SMS, the great editor of Broken Dial, summarizes last week to a T. See, I told you I’d pimp BD as best I could!

Brashear takes us back to a year ago when Khali debuted, as well as the Punjabi Prison mess.

I always appreciated Szulczewski’s comments about my music articles, and I plan on returning the favour. I’m completely on his side about the Edge MITB bank win(as well as what happened the following night.)

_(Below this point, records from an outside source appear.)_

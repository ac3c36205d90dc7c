//! Decks and the documents they render into.
//!
//! A [`Deck`] orders slides and renders them through a
//! [`PresentationBackend`], which owns the actual document. Rendering a slide
//! creates it from a layout and fills that layout's placeholders: the title,
//! then each exhibit, then the main, margin and footnote text.
//!
//! [`MemoryBackend`] is a complete backend that records what was rendered and
//! saves a YAML manifest instead of a presentation file.
//!
//! # Example
//!
//! ```rust
//! use slidedeck::layout::{Layout, LayoutCatalog};
//! use slidedeck::presentation::{Deck, MemoryBackend, PlaceholderFill};
//! use slidedeck::slide::SlideContent;
//!
//! let backend = MemoryBackend::new(LayoutCatalog::new(vec![
//!     Layout::new("Title Only").with_placeholder("Title 1", 0),
//!     Layout::new("Title and Text")
//!         .with_placeholder("Title 1", 0)
//!         .with_placeholder("Main Text", 1),
//! ]));
//! let mut deck = Deck::new(backend)?;
//!
//! let slide = SlideContent::builder("agenda")
//!     .title("Agenda")
//!     .main_bullets("+ Results + Outlook")
//!     .build()?;
//! let handle = deck.render_slide(&slide, None)?;
//!
//! let rendered = &deck.backend().slides()[handle.0];
//! assert_eq!(rendered.layout_name, "Title and Text");
//! assert!(matches!(rendered.fill(1), Some(PlaceholderFill::Text { .. })));
//! # Ok::<(), slidedeck::Error>(())
//! ```

// Submodule declarations
mod backend;
mod deck;
mod memory;

// Re-exports
pub use backend::{PresentationBackend, SlideHandle};
pub use deck::Deck;
pub use memory::{MemoryBackend, PlaceholderFill, RenderedSlide};
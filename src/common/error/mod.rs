//! Unified error types for slidedeck.
//!
//! This module provides the single error type shared by layout resolution,
//! markup compilation, slide validation and rendering.

// Submodule declarations
pub mod conversions;
pub mod types;

// Re-exports
pub use types::{Error, Result};
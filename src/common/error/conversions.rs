//! Error conversion implementations.
//!
//! This module contains From trait implementations to convert from third-party
//! error types to the unified Error type.

use super::types::Error;

impl From<std::fmt::Error> for Error {
    fn from(err: std::fmt::Error) -> Self {
        Error::Render(err.to_string())
    }
}

#[cfg(feature = "pptx")]
impl From<quick_xml::Error> for Error {
    fn from(err: quick_xml::Error) -> Self {
        Error::XmlError(err.to_string())
    }
}

#[cfg(feature = "pptx")]
impl From<zip::result::ZipError> for Error {
    fn from(err: zip::result::ZipError) -> Self {
        Error::ZipError(err.to_string())
    }
}

#[cfg(test)]
mod tests {
    use super::*;

    #[test]
    fn test_fmt_error_becomes_render() {
        let err: Error = std::fmt::Error.into();
        assert!(matches!(err, Error::Render(_)));
    }

    #[test]
    fn test_io_error_from() {
        let io = std::io::Error::new(std::io::ErrorKind::NotFound, "missing.png");
        let err: Error = io.into();
        assert!(matches!(err, Error::Io(_)));
        assert!(err.to_string().contains("missing.png"));
    }

    #[cfg(feature = "pptx")]
    #[test]
    fn test_zip_error_from() {
        let err: Error = zip::result::ZipError::FileNotFound.into();
        assert!(matches!(err, Error::ZipError(_)));
    }
}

and that’s all for now. It’s been a while since I’ve done a pimp section, and much, much longer since I’ve done a wrestling column. I can be reached at post_kdp@hotmail.com

Sportive Entertainment

Here’s a fistful of irony for you; a few weeks ago a friend of mine went off to see the Cirque du Soleil show in Niagara falls. She was excited to see this stuff because she’s only ever seen clips on youtube. When she came back, she told me how impressed she was at the acrobatics and the storytelling they could do with just their bodies. She was absolutely spellbound by the entire experience for the sole reason that it was a physical manifestation of art. This is the same girl that turns her nose at me whenever I utter a single word about professional wrestling.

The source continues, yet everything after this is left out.